I’ve been thinking about writing a book. What should I do next?

There are variations—Everyone tells me I should write a book, say, or I’ve been writing all my life—and usually some biographical information, but that’s the gist of it. Sometimes the letters are so vague I’m not sure what the writer is asking. I’m not sure the writer knows what he’s asking.

But here’s the short answer, dear ones. If you’re thinking about writing a book, you should …

Start. Writing.

Like, sit down in front of your computer, open your word-processing program, and start typing. Honest, that’s how it works. As an editor, I can’t help you until you’ve got something on the page.

Or you could start a blog, and see what happens. Lots of books currently in print started as and are derived from blogs, like Molly Wizenberg’s lovely A Homemade Life. Or Mike Hyatt’s Platform, in which I had a small editorial hand.

But you want answers, I know you do. More specific answers than Start Writing, although I can think of no better one. (Except, perhaps: Read.) So let’s see what I can rustle up. If you haven’t started writing yet, you should …

1. Consider your writing skills. If you are confident you know how to compose paragraphs in a coherent manner, start writing. (Don’t laugh! A lot of people really can’t compose sentences and paragraphs. It’s a lot different from talking.) If you’re unsure, seek out a creative writing course, for real. You can find writing courses at community colleges, at your county extension education office, at writers’ conferences, even online (caveat emptor, of course). You’ll end up writing some of your book for this class.

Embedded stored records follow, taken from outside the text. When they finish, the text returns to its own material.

//! Line protocol
//!
//! One command per line, comma-separated fields, case-insensitive command
//! name:
//!
//! ```text
//! ADD,id,items,prepTime[,isExpress]
//! VIP,id,items,prepTime[,isExpress]
//! COMPLETE
//! CANCEL,id
//! PRINT
//! ```
//!
//! Successful commands answer with the queue as a JSON array of
//! [`OrderRecord`]s, failures with a single `ERROR:<TOKEN>` line.

use crate::domain::{NewOrderRequest, Order, Tier};
use serde::{Deserialize, Serialize};
use thiserror::Error;

/// 命令类型，用于区分格式错误的来源
#[derive(Debug, Clone, Copy, PartialEq, Eq)]
pub enum CommandKind {
    Add,
    Vip,
    Complete,
    Cancel,
    Print,
}

impl CommandKind {
    pub fn as_str(self) -> &'static str {
        match self {
            CommandKind::Add => "ADD",
            CommandKind::Vip => "VIP",
            CommandKind::Complete => "COMPLETE",
            CommandKind::Cancel => "CANCEL",
            CommandKind::Print => "PRINT",
        }
    }
}

impl std::fmt::Display for CommandKind {
    fn fmt(&self, f: &mut std::fmt::Formatter<'_>) -> std::fmt::Result {
        f.write_str(self.as_str())
    }
}

/// A parsed protocol command.
#[derive(Debug, Clone, PartialEq, Eq)]
pub enum Command {
    Add(NewOrderRequest),
    Vip(NewOrderRequest),
    Complete,
    Cancel { id: i64 },
    Print,
}

impl Command {
    pub fn kind(&self) -> CommandKind {
        match self {
            Command::Add(_) => CommandKind::Add,
            Command::Vip(_) => CommandKind::Vip,
            Command::Complete => CommandKind::Complete,
            Command::Cancel { .. } => CommandKind::Cancel,
            Command::Print => CommandKind::Print,
        }
    }

    /// Renders the command back into its wire form.
    pub fn to_line(&self) -> String {
        match self {
            Command::Add(request) => format_order_line(CommandKind::Add, request),
            Command::Vip(request) => format_order_line(CommandKind::Vip, request),
            Command::Complete => "COMPLETE".to_string(),
            Command::Cancel { id } => format!("CANCEL,{id}"),
            Command::Print => "PRINT".to_string(),
        }
    }
}

fn format_order_line(kind: CommandKind, request: &NewOrderRequest) -> String {
    format!(
        "{},{},{},{},{}",
        kind, request.id, request.items, request.prep_time, request.is_express
    )
}

/// Input the dispatcher could not turn into a command.
#[derive(Debug, Clone, PartialEq, Eq, Error)]
pub enum ProtocolError {
    /// Too few fields for the command.
    #[error("invalid {0} format")]
    InvalidFormat(CommandKind),

    /// A numeric field did not parse.
    #[error("invalid number: {0:?}")]
    InvalidNumber(String),

    #[error("unknown command: {0:?}")]
    UnknownCommand(String),
}

impl ProtocolError {
    /// Token written after `ERROR:` on the wire.
    pub fn code(&self) -> &'static str {
        match self {
            ProtocolError::InvalidFormat(CommandKind::Add) => "INVALID_ADD_FORMAT",
            ProtocolError::InvalidFormat(CommandKind::Vip) => "INVALID_VIP_FORMAT",
            ProtocolError::InvalidFormat(CommandKind::Cancel) => "INVALID_CANCEL_FORMAT",
            // COMPLETE 和 PRINT 不带参数，不会出现格式错误
            ProtocolError::InvalidFormat(_) => "INVALID_FORMAT",
            ProtocolError::InvalidNumber(_) => "INVALID_NUMBER_FORMAT",
            ProtocolError::UnknownCommand(_) => "UNKNOWN_COMMAND",
        }
    }
}

/// Parses one input line.
///
/// Returns `Ok(None)` for a blank line. Extra trailing fields are ignored and
/// trailing empty fields are dropped before counting, so `CANCEL,` is a
/// format error while `ADD,1,,5` queues an order with empty items.
pub fn parse_line(line: &str) -> Result<Option<Command>, ProtocolError> {
    let line = line.trim();
    if line.is_empty() {
        return Ok(None);
    }

    let mut fields: Vec<&str> = line.split(',').collect();
    while fields.len() > 1 && fields.last().is_some_and(|field| field.is_empty()) {
        fields.pop();
    }

    let name = fields[0].to_ascii_uppercase();
    let command = match name.as_str() {
        "ADD" => Command::Add(parse_order(CommandKind::Add, &fields)?),
        "VIP" => Command::Vip(parse_order(CommandKind::Vip, &fields)?),
        "COMPLETE" => Command::Complete,
        "CANCEL" => {
            if fields.len() < 2 {
                return Err(ProtocolError::InvalidFormat(CommandKind::Cancel));
            }
            Command::Cancel {
                id: parse_number(fields[1])?,
            }
        }
        "PRINT" => Command::Print,
        _ => return Err(ProtocolError::UnknownCommand(fields[0].to_string())),
    };

    Ok(Some(command))
}

fn parse_order(kind: CommandKind, fields: &[&str]) -> Result<NewOrderRequest, ProtocolError> {
    if fields.len() < 4 {
        return Err(ProtocolError::InvalidFormat(kind));
    }

    Ok(NewOrderRequest {
        id: parse_number(fields[1])?,
        items: fields[2].to_string(),
        prep_time: parse_number(fields[3])?,
        is_express: fields
            .get(4)
            .is_some_and(|flag| flag.eq_ignore_ascii_case("true")),
    })
}

fn parse_number<T: std::str::FromStr>(field: &str) -> Result<T, ProtocolError> {
    field
        .parse()
        .map_err(|_| ProtocolError::InvalidNumber(field.to_string()))
}

/// JSON view of a queued order, keys in wire order.
#[derive(Debug, Clone, PartialEq, Eq, Serialize, Deserialize)]
#[serde(rename_all = "camelCase")]
pub struct OrderRecord {
    pub id: i64,
    pub items: String,
    pub is_vip: bool,
    pub is_express: bool,
    pub prep_time: u32,
}

impl From<&Order> for OrderRecord {
    fn from(order: &Order) -> Self {
        OrderRecord {
            id: order.id,
            items: order.items.clone(),
            is_vip: order.tier == Tier::Vip,
            is_express: order.is_express,
            prep_time: order.prep_time,
        }
    }
}

/// Serializes a snapshot as a single JSON line; an empty queue is `[]`.
pub fn render_snapshot(records: &[OrderRecord]) -> Result<String, serde_json::Error> {
    serde_json::to_string(records)
}

pub fn render_error(code: &str) -> String {
    format!("ERROR:{code}")
}
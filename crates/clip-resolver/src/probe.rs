//! Media probing via ffprobe.

use std::path::{Path, PathBuf};
use std::process::Stdio;

use serde::Deserialize;
use tokio::process::Command;

use mvgen_common::{MvgenError, MvgenResult};
use mvgen_project_model::MediaInfo;

/// Measures duration and geometry of media files.
#[async_trait::async_trait]
pub trait MediaProber: Send + Sync {
    /// Probe a video file.
    async fn probe(&self, path: &Path) -> MvgenResult<MediaInfo>;

    /// Duration of any media file, audio-only included.
    async fn probe_duration(&self, path: &Path) -> MvgenResult<f64>;
}

/// [`MediaProber`] backed by the `ffprobe` binary.
#[derive(Debug, Clone)]
pub struct FfprobeProber {
    binary: PathBuf,
}

/// FFprobe JSON output format.
#[derive(Debug, Deserialize)]
struct FfprobeOutput {
    #[serde(default)]
    format: Option<FfprobeFormat>,
    #[serde(default)]
    streams: Vec<FfprobeStream>,
}

#[derive(Debug, Deserialize)]
struct FfprobeFormat {
    duration: Option<String>,
}

#[derive(Debug, Deserialize)]
struct FfprobeStream {
    codec_type: String,
    codec_name: Option<String>,
    width: Option<u32>,
    height: Option<u32>,
    duration: Option<String>,
    r_frame_rate: Option<String>,
    avg_frame_rate: Option<String>,
}

impl FfprobeProber {
    /// Use the configured binary, or find `ffprobe` on `PATH`.
    pub fn locate(configured: Option<&Path>) -> MvgenResult<Self> {
        let binary = match configured {
            Some(path) => path.to_path_buf(),
            None => which::which("ffprobe")
                .map_err(|_| MvgenError::config("ffprobe not found on PATH"))?,
        };
        Ok(Self { binary })
    }

    pub fn binary(&self) -> &Path {
        &self.binary
    }

    async fn run(&self, path: &Path) -> MvgenResult<Vec<u8>> {
        if !path.exists() {
            return Err(MvgenError::probe(path, "file does not exist"));
        }

        let output = Command::new(&self.binary)
            .args([
                "-v",
                "quiet",
                "-print_format",
                "json",
                "-show_format",
                "-show_streams",
            ])
            .arg(path)
            .stdin(Stdio::null())
            .stdout(Stdio::piped())
            .stderr(Stdio::piped())
            .output()
            .await
            .map_err(|e| MvgenError::probe(path, format!("failed to run ffprobe: {e}")))?;

        if !output.status.success() {
            return Err(MvgenError::probe(
                path,
                format!(
                    "ffprobe exited with {}: {}",
                    output.status,
                    String::from_utf8_lossy(&output.stderr).trim()
                ),
            ));
        }
        Ok(output.stdout)
    }
}

#[async_trait::async_trait]
impl MediaProber for FfprobeProber {
    async fn probe(&self, path: &Path) -> MvgenResult<MediaInfo> {
        let stdout = self.run(path).await?;
        parse_ffprobe_json(&stdout).map_err(|msg| MvgenError::probe(path, msg))
    }

    async fn probe_duration(&self, path: &Path) -> MvgenResult<f64> {
        let stdout = self.run(path).await?;
        parse_duration_json(&stdout).map_err(|msg| MvgenError::probe(path, msg))
    }
}

/// Extract [`MediaInfo`] from `ffprobe -print_format json` output.
pub fn parse_ffprobe_json(bytes: &[u8]) -> Result<MediaInfo, String> {
    let probe: FfprobeOutput =
        serde_json::from_slice(bytes).map_err(|e| format!("unreadable ffprobe output: {e}"))?;

    let video = probe
        .streams
        .iter()
        .find(|s| s.codec_type == "video")
        .ok_or_else(|| "no video stream found".to_string())?;
    let has_audio = probe.streams.iter().any(|s| s.codec_type == "audio");

    let duration_secs = probe
        .format
        .as_ref()
        .and_then(|f| f.duration.as_deref())
        .or(video.duration.as_deref())
        .and_then(|d| d.parse::<f64>().ok())
        .unwrap_or(0.0);

    let fps = video
        .avg_frame_rate
        .as_deref()
        .and_then(parse_frame_rate)
        .or_else(|| video.r_frame_rate.as_deref().and_then(parse_frame_rate))
        .unwrap_or(0.0);

    Ok(MediaInfo {
        duration_secs,
        width: video.width.unwrap_or(0),
        height: video.height.unwrap_or(0),
        fps,
        has_audio,
        codec: video.codec_name.clone().unwrap_or_default(),
    })
}

/// Container or first-stream duration from ffprobe JSON.
pub fn parse_duration_json(bytes: &[u8]) -> Result<f64, String> {
    let probe: FfprobeOutput =
        serde_json::from_slice(bytes).map_err(|e| format!("unreadable ffprobe output: {e}"))?;
    probe
        .format
        .as_ref()
        .and_then(|f| f.duration.as_deref())
        .or_else(|| probe.streams.iter().find_map(|s| s.duration.as_deref()))
        .and_then(|d| d.parse::<f64>().ok())
        .filter(|d| d.is_finite() && *d > 0.0)
        .ok_or_else(|| "no duration reported".to_string())
}

/// Parse frame rate string (e.g., "30/1" or "29.97").
fn parse_frame_rate(s: &str) -> Option<f64> {
    let rate = if let Some((num, den)) = s.split_once('/') {
        let num: f64 = num.parse().ok()?;
        let den: f64 = den.parse().ok()?;
        if den <= 0.0 {
            return None;
        }
        num / den
    } else {
        s.parse().ok()?
    };
    (rate > 0.0).then_some(rate)
}
//! Subcommand implementations and the plumbing they share.

use std::io::Write;
use std::path::{Path, PathBuf};
use std::sync::Arc;

use mvgen_audio_ai::{HttpTranscriber, Transcriber};
use mvgen_clip_resolver::{FfprobeProber, GenerationBackend, HttpGenerationBackend};
use mvgen_common::{AppConfig, CancelHandle, CancelToken};
use mvgen_pipeline::{manifest_dir, Collaborators, Pipeline, PipelineOptions, PipelineReport};
use mvgen_project_model::Manifest;
use mvgen_render_engine::{ExportProgress, FfmpegBackend, ProgressCallback, RenderBackend};

pub mod assemble;
pub mod check;
pub mod init;
pub mod reconcile;
pub mod resolve;
pub mod run;
pub mod status;
pub mod subtitles;
pub mod validate;

pub(crate) fn load_manifest(script: &Path) -> anyhow::Result<Manifest> {
    Manifest::load(script)
        .map_err(|e| anyhow::anyhow!("Failed to load manifest {}: {e}", script.display()))
}

/// Build the pipeline for `script`, letting the caller adjust options.
pub(crate) fn open_pipeline(
    config: &AppConfig,
    script: &Path,
    adjust: impl FnOnce(&mut PipelineOptions),
) -> anyhow::Result<Pipeline> {
    let manifest = load_manifest(script)?;
    let dir = manifest_dir(script);
    let mut options = PipelineOptions::from_config(config, &dir);
    adjust(&mut options);
    Ok(Pipeline::new(manifest, dir, options, collaborators(config)?)?)
}

/// Collaborators from configuration. Missing media tools are reported when
/// they are first used, not here.
pub(crate) fn collaborators(config: &AppConfig) -> anyhow::Result<Collaborators> {
    let generation = match &config.generation.base_url {
        Some(url) => {
            let backend = HttpGenerationBackend::new(url, config.generation.request_timeout())
                .map_err(|e| anyhow::anyhow!("Failed to create generation backend: {e}"))?;
            Some(Arc::new(backend) as Arc<dyn GenerationBackend>)
        }
        None => None,
    };

    let prober = FfprobeProber::locate(config.render.ffprobe_path.as_deref())
        .or_else(|e| {
            tracing::warn!(error = %e, "ffprobe not located; probing will fail");
            FfprobeProber::locate(Some(Path::new("ffprobe")))
        })?;

    let transcriber = HttpTranscriber::from_config(&config.transcription)?
        .map(|t| Arc::new(t) as Arc<dyn Transcriber>);

    let ffmpeg: PathBuf = FfmpegBackend::locate(config.render.ffmpeg_path.as_deref())
        .map(|b| b.binary().to_path_buf())
        .unwrap_or_else(|_| PathBuf::from("ffmpeg"));

    Ok(Collaborators {
        generation,
        prober: Arc::new(prober),
        transcriber,
        renderer: Box::new(move || {
            Box::new(FfmpegBackend::new(ffmpeg.clone())) as Box<dyn RenderBackend>
        }),
    })
}

/// Cancellation token tripped by Ctrl-C.
pub(crate) fn cancel_on_ctrl_c() -> CancelToken {
    let (handle, token) = CancelHandle::new();
    tokio::spawn(cancel_after_signal(handle));
    token
}

async fn cancel_after_signal(handle: CancelHandle) {
    if tokio::signal::ctrl_c().await.is_ok() {
        eprintln!("\nCancelling: waiting for in-flight work to stop...");
        handle.cancel();
    }
}

pub(crate) fn progress_printer() -> ProgressCallback {
    Box::new(|p: ExportProgress| {
        print!(
            "\r  Progress: {:.1}% ({}/{} frames, ETA: {:.0}s)  ",
            p.progress * 100.0,
            p.frames_rendered,
            p.total_frames,
            p.eta_secs,
        );
        let _ = std::io::stdout().flush();
    })
}

pub(crate) fn print_report(report: &PipelineReport) {
    println!();
    println!("Project: {}", report.project);
    println!("  Succeeded: {}", report.succeeded.len());
    if !report.pending.is_empty() {
        println!("  Not attempted: {}", report.pending.join(", "));
    }
    if !report.failed.is_empty() {
        println!("  Failed: {}", report.failed.len());
        for failure in &report.failed {
            println!(
                "    - {} ({}): {}",
                failure.scene_id, failure.stage, failure.error
            );
        }
    }
    match &report.output_path {
        Some(path) => {
            print!("  Output: {}", path.display());
            match report.total_duration_secs {
                Some(secs) => println!(" ({secs:.2}s)"),
                None => println!(),
            }
        }
        None => println!("  Output: none"),
    }
    if !report.failed.is_empty() {
        println!(
            "\n{} scene(s) failed: {}",
            report.failed.len(),
            report.failed_ids().join(", ")
        );
    }
}
//! Vendor-neutral REST generation backend.
//!
//! ```text
//! POST {base}/v1/generations          GenerationRequest  -> { "job_id" }
//! GET  {base}/v1/generations/{job_id}                    -> { "status", "progress", "asset_url", "error" }
//! GET  {asset_url}                                       -> media bytes
//! ```

use std::path::Path;
use std::time::Duration;

use reqwest::{Client, StatusCode};
use serde::Deserialize;
use tokio::io::AsyncWriteExt;
use tracing::{debug, info};

use super::{
    BackendError, GeneratedAsset, GenerationBackend, GenerationRequest, JobHandle, JobStatus,
};

/// HTTP client for a generation service.
pub struct HttpGenerationBackend {
    client: Client,
    base_url: String,
}

#[derive(Debug, Deserialize)]
struct SubmitResponse {
    job_id: String,
}

#[derive(Debug, Deserialize)]
struct StatusResponse {
    status: String,
    #[serde(default)]
    progress: Option<f64>,
    #[serde(default)]
    asset_url: Option<String>,
    #[serde(default)]
    error: Option<String>,
}

impl HttpGenerationBackend {
    /// Create a backend for `base_url` with a per-request timeout.
    pub fn new(base_url: impl Into<String>, timeout: Duration) -> Result<Self, BackendError> {
        let client = Client::builder()
            .timeout(timeout)
            .build()
            .map_err(|e| BackendError::Permanent(format!("Failed to build HTTP client: {e}")))?;
        Ok(Self {
            client,
            base_url: base_url.into().trim_end_matches('/').to_string(),
        })
    }

    pub fn base_url(&self) -> &str {
        &self.base_url
    }

    fn url(&self, path: &str) -> String {
        if path.starts_with("http://") || path.starts_with("https://") {
            path.to_string()
        } else {
            format!("{}/{}", self.base_url, path.trim_start_matches('/'))
        }
    }

    async fn check(response: reqwest::Response) -> Result<reqwest::Response, BackendError> {
        let status = response.status();
        if status.is_success() {
            return Ok(response);
        }
        let body = response.text().await.unwrap_or_default();
        let message = format!("HTTP {status}: {}", body.trim());
        if is_transient_status(status) {
            Err(BackendError::Transient(message))
        } else {
            Err(BackendError::Permanent(message))
        }
    }
}

fn is_transient_status(status: StatusCode) -> bool {
    status == StatusCode::TOO_MANY_REQUESTS
        || status == StatusCode::REQUEST_TIMEOUT
        || status.is_server_error()
}

fn map_reqwest(e: reqwest::Error) -> BackendError {
    if e.is_timeout() || e.is_connect() || e.is_request() {
        BackendError::Transient(e.to_string())
    } else {
        BackendError::Permanent(e.to_string())
    }
}

/// Map a status payload onto [`JobStatus`].
fn interpret(body: StatusResponse) -> Result<JobStatus, BackendError> {
    match body.status.to_ascii_lowercase().as_str() {
        "pending" | "queued" | "running" | "processing" => Ok(JobStatus::Pending {
            progress: body.progress,
        }),
        "succeeded" | "completed" | "ready" => {
            let location = body.asset_url.ok_or_else(|| {
                BackendError::Permanent("job succeeded without an asset_url".to_string())
            })?;
            Ok(JobStatus::Ready(GeneratedAsset { location }))
        }
        "failed" | "error" | "cancelled" => Ok(JobStatus::Failed {
            reason: body
                .error
                .unwrap_or_else(|| format!("job {}", body.status)),
        }),
        other => Err(BackendError::Permanent(format!(
            "unknown job status `{other}`"
        ))),
    }
}

#[async_trait::async_trait]
impl GenerationBackend for HttpGenerationBackend {
    fn name(&self) -> &str {
        "http"
    }

    async fn submit(&self, request: &GenerationRequest) -> Result<JobHandle, BackendError> {
        let response = self
            .client
            .post(self.url("v1/generations"))
            .json(request)
            .send()
            .await
            .map_err(map_reqwest)?;
        let body: SubmitResponse = Self::check(response)
            .await?
            .json()
            .await
            .map_err(|e| BackendError::Permanent(format!("bad submit response: {e}")))?;

        info!(scene = %request.scene_id, job_id = %body.job_id, "Generation job submitted");
        Ok(JobHandle {
            job_id: body.job_id,
            scene_id: request.scene_id.clone(),
        })
    }

    async fn poll(&self, job: &JobHandle) -> Result<JobStatus, BackendError> {
        let response = self
            .client
            .get(self.url(&format!("v1/generations/{}", job.job_id)))
            .send()
            .await
            .map_err(map_reqwest)?;
        let body: StatusResponse = Self::check(response)
            .await?
            .json()
            .await
            .map_err(|e| BackendError::Permanent(format!("bad status response: {e}")))?;

        debug!(scene = %job.scene_id, job_id = %job.job_id, status = %body.status, "Polled job");
        interpret(body)
    }

    async fn fetch(&self, asset: &GeneratedAsset, dest: &Path) -> Result<(), BackendError> {
        let mut response = Self::check(
            self.client
                .get(self.url(&asset.location))
                .send()
                .await
                .map_err(map_reqwest)?,
        )
        .await?;

        if let Some(parent) = dest.parent() {
            tokio::fs::create_dir_all(parent).await?;
        }
        let mut file = tokio::fs::File::create(dest).await?;
        let mut bytes = 0u64;
        while let Some(chunk) = response.chunk().await.map_err(map_reqwest)? {
            file.write_all(&chunk).await?;
            bytes += chunk.len() as u64;
        }
        file.flush().await?;

        debug!(dest = %dest.display(), bytes, "Fetched generated asset");
        Ok(())
    }
}

#[cfg(test)]
mod tests {
    use super::*;

    fn status(status: &str) -> StatusResponse {
        StatusResponse {
            status: status.to_string(),
            progress: None,
            asset_url: None,
            error: None,
        }
    }

    #[test]
    fn test_interpret_pending_and_failed() {
        assert_eq!(
            interpret(status("running")).unwrap(),
            JobStatus::Pending { progress: None }
        );
        match interpret(StatusResponse {
            error: Some("content policy".to_string()),
            ..status("failed")
        })
        .unwrap()
        {
            JobStatus::Failed { reason } => assert_eq!(reason, "content policy"),
            other => panic!("unexpected {other:?}"),
        }
    }

    #[test]
    fn test_succeeded_without_asset_is_an_error() {
        assert!(interpret(status("succeeded")).is_err());
        assert!(interpret(status("exploded")).is_err());
    }

    #[test]
    fn test_relative_asset_urls_join_base() {
        let backend =
            HttpGenerationBackend::new("http://localhost:9000/", Duration::from_secs(5)).unwrap();
        assert_eq!(
            backend.url("/files/a.mp4"),
            "http://localhost:9000/files/a.mp4"
        );
        assert_eq!(backend.url("https://cdn/x.mp4"), "https://cdn/x.mp4");
    }

    #[test]
    fn test_transient_statuses() {
        assert!(is_transient_status(StatusCode::TOO_MANY_REQUESTS));
        assert!(is_transient_status(StatusCode::BAD_GATEWAY));
        assert!(!is_transient_status(StatusCode::BAD_REQUEST));
    }
}
//! Subtitle reading and writing in SRT and VTT formats, and placement of
//! cues on the output timeline.

use crate::transcription::TranscriptionSegment;
use mvgen_common::error::MvgenResult;

/// Malformed subtitle input.
#[derive(Debug, Clone, PartialEq, thiserror::Error)]
#[error("line {line}: {message}")]
pub struct SubtitleParseError {
    pub line: usize,
    pub message: String,
}

/// Generate SRT subtitle content from transcription segments.
pub fn generate_srt(segments: &[TranscriptionSegment]) -> String {
    let mut output = String::new();

    for (i, segment) in segments.iter().enumerate() {
        output.push_str(&format!("{}\n", i + 1));
        output.push_str(&format!(
            "{} --> {}\n",
            format_srt_time(segment.start_secs),
            format_srt_time(segment.end_secs),
        ));
        output.push_str(&segment.text);
        output.push_str("\n\n");
    }

    output
}

/// Generate WebVTT subtitle content from transcription segments.
pub fn generate_vtt(segments: &[TranscriptionSegment]) -> String {
    let mut output = String::from("WEBVTT\n\n");

    for segment in segments {
        output.push_str(&format!(
            "{} --> {}\n",
            format_vtt_time(segment.start_secs),
            format_vtt_time(segment.end_secs),
        ));
        output.push_str(&segment.text);
        output.push_str("\n\n");
    }

    output
}

/// Parse SRT content. Cue numbers are optional; multi-line cue text is kept
/// with its line breaks. A UTF-8 BOM and CRLF line endings are accepted.
pub fn parse_srt(content: &str) -> Result<Vec<TranscriptionSegment>, SubtitleParseError> {
    let content = content.trim_start_matches('\u{feff}');
    let mut segments = Vec::new();
    let mut lines = content.lines().enumerate().peekable();

    loop {
        while matches!(lines.peek(), Some((_, l)) if l.trim().is_empty()) {
            lines.next();
        }
        let Some((mut line_no, mut line)) = lines.next() else {
            break;
        };

        if !line.contains("-->") {
            if line.trim().parse::<u64>().is_err() {
                return Err(SubtitleParseError {
                    line: line_no + 1,
                    message: format!("expected cue number or timing, found `{}`", line.trim()),
                });
            }
            match lines.next() {
                Some((n, l)) => {
                    line_no = n;
                    line = l;
                }
                None => {
                    return Err(SubtitleParseError {
                        line: line_no + 1,
                        message: "cue number without timing".to_string(),
                    })
                }
            }
        }

        let (start, end) = parse_timing_line(line).map_err(|message| SubtitleParseError {
            line: line_no + 1,
            message,
        })?;

        let mut text = Vec::new();
        while let Some((_, l)) = lines.peek() {
            if l.trim().is_empty() {
                break;
            }
            text.push(l.trim_end().to_string());
            lines.next();
        }

        segments.push(TranscriptionSegment::new(start, end, text.join("\n")));
    }

    Ok(segments)
}

fn parse_timing_line(line: &str) -> Result<(f64, f64), String> {
    let (start, rest) = line
        .split_once("-->")
        .ok_or_else(|| format!("expected `start --> end`, found `{}`", line.trim()))?;
    // Anything after the end timestamp is positioning, which is ignored.
    let end = rest.split_whitespace().next().unwrap_or_default();
    let start = parse_timestamp(start.trim())?;
    let end = parse_timestamp(end)?;
    if end < start {
        return Err(format!("cue ends before it starts ({start:.3}s > {end:.3}s)"));
    }
    Ok((start, end))
}

/// Parse `HH:MM:SS,mmm` (or `.mmm`, or `MM:SS,mmm`) into seconds.
fn parse_timestamp(s: &str) -> Result<f64, String> {
    let bad = || format!("invalid timestamp `{s}`");
    let normalized = s.replace(',', ".");
    let parts: Vec<&str> = normalized.split(':').collect();
    let (h, m, sec) = match parts.as_slice() {
        [h, m, sec] => (*h, *m, *sec),
        [m, sec] => ("0", *m, *sec),
        _ => return Err(bad()),
    };
    let h: u64 = h.parse().map_err(|_| bad())?;
    let m: u64 = m.parse().map_err(|_| bad())?;
    let sec: f64 = sec.parse().map_err(|_| bad())?;
    if m >= 60 || !(0.0..60.0).contains(&sec) {
        return Err(bad());
    }
    Ok(h as f64 * 3600.0 + m as f64 * 60.0 + sec)
}

/// Place transcribed cues on an output timeline of `total_secs`.
///
/// When the music track loops (`loop_audio` with a known `audio_secs`
/// shorter than the timeline), every cue is repeated once per loop
/// iteration, offset by the audio length. Cues are clipped to the timeline
/// and to their own loop iteration; cues that fall entirely outside are
/// dropped.
pub fn place_cues(
    segments: &[TranscriptionSegment],
    audio_secs: Option<f64>,
    total_secs: f64,
    loop_audio: bool,
) -> Vec<TranscriptionSegment> {
    const MIN_CUE_SECS: f64 = 0.001;

    let (period, iterations) = match audio_secs {
        Some(a) if loop_audio && a > 0.0 && a < total_secs => {
            (a, (total_secs / a).ceil() as usize)
        }
        Some(a) if a > 0.0 => (a, 1),
        _ => (f64::INFINITY, 1),
    };

    let mut placed = Vec::new();
    for k in 0..iterations {
        let offset = k as f64 * if period.is_finite() { period } else { 0.0 };
        for segment in segments {
            let start = segment.start_secs + offset;
            let end = (segment.end_secs.min(period) + offset).min(total_secs);
            if start >= total_secs || end - start < MIN_CUE_SECS {
                continue;
            }
            placed.push(TranscriptionSegment {
                start_secs: start,
                end_secs: end,
                ..segment.clone()
            });
        }
    }
    placed.sort_by(|a, b| a.start_secs.total_cmp(&b.start_secs));
    placed
}

/// Format seconds as SRT timestamp: HH:MM:SS,mmm
fn format_srt_time(secs: f64) -> String {
    let total_ms = (secs.max(0.0) * 1000.0).round() as u64;
    let hours = total_ms / 3_600_000;
    let minutes = (total_ms % 3_600_000) / 60_000;
    let seconds = (total_ms % 60_000) / 1000;
    let millis = total_ms % 1000;
    format!("{hours:02}:{minutes:02}:{seconds:02},{millis:03}")
}

/// Format seconds as VTT timestamp: HH:MM:SS.mmm
fn format_vtt_time(secs: f64) -> String {
    format_srt_time(secs).replace(',', ".")
}

/// Save subtitles to a file.
pub fn save_subtitles(
    segments: &[TranscriptionSegment],
    path: &std::path::Path,
) -> MvgenResult<()> {
    let content = match path.extension().and_then(|e| e.to_str()) {
        Some("vtt") => generate_vtt(segments),
        _ => generate_srt(segments), // default to SRT
    };
    if let Some(parent) = path.parent().filter(|p| !p.as_os_str().is_empty()) {
        std::fs::create_dir_all(parent)?;
    }
    std::fs::write(path, content)?;
    Ok(())
}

2. Definitely seek out a writer’s group and/or critique partners. I need to write a blog post about this someday (UPDATE: here it is); every author I’ve edited has been in a writer’s group, and I think it’s an important part of writing, this interaction with others. Your group can give you lots of editorial advice—and it’s free, aside from the investment of time. (Note that while in-person fellowship is nice, your group could just as easily be an e-mail group.)

3. Start reading the type of book you want to write. That is, do your homework. If you’re thinking about writing a memoir, you need to read memoir. You’ll see how they’re constructed, how they need to have a story arc. You’ll get ideas. Mary Karr started the recent trend in memoir, with her book The Liar’s Club—you could start there. I highly recommend it. I can give you a list of others, of course.

4. Make an outline. I can’t stress this enough. Whether it’s fiction or nonfiction, start jotting down the main points you want to write about, then break those down too. You can rearrange a dozen times ’til it makes sense.

OK, there are four really important things. It’s good that you asked. Now start writing. :)

Tweet: I’ve been thinking about writing a book. What should I do next?
Tweet: As an editor, I can’t help you until you’ve got something on the page.

Disclosure of Material Connection: I have not received any compensation for writing this post. I have no material connection to the brands, products, or services that I have mentioned. I am disclosing this in accordance with the Federal Trade Commission’s 16 CFR, Part 255: “Guides Concerning the Use of Endorsements and Testimonials in Advertising.”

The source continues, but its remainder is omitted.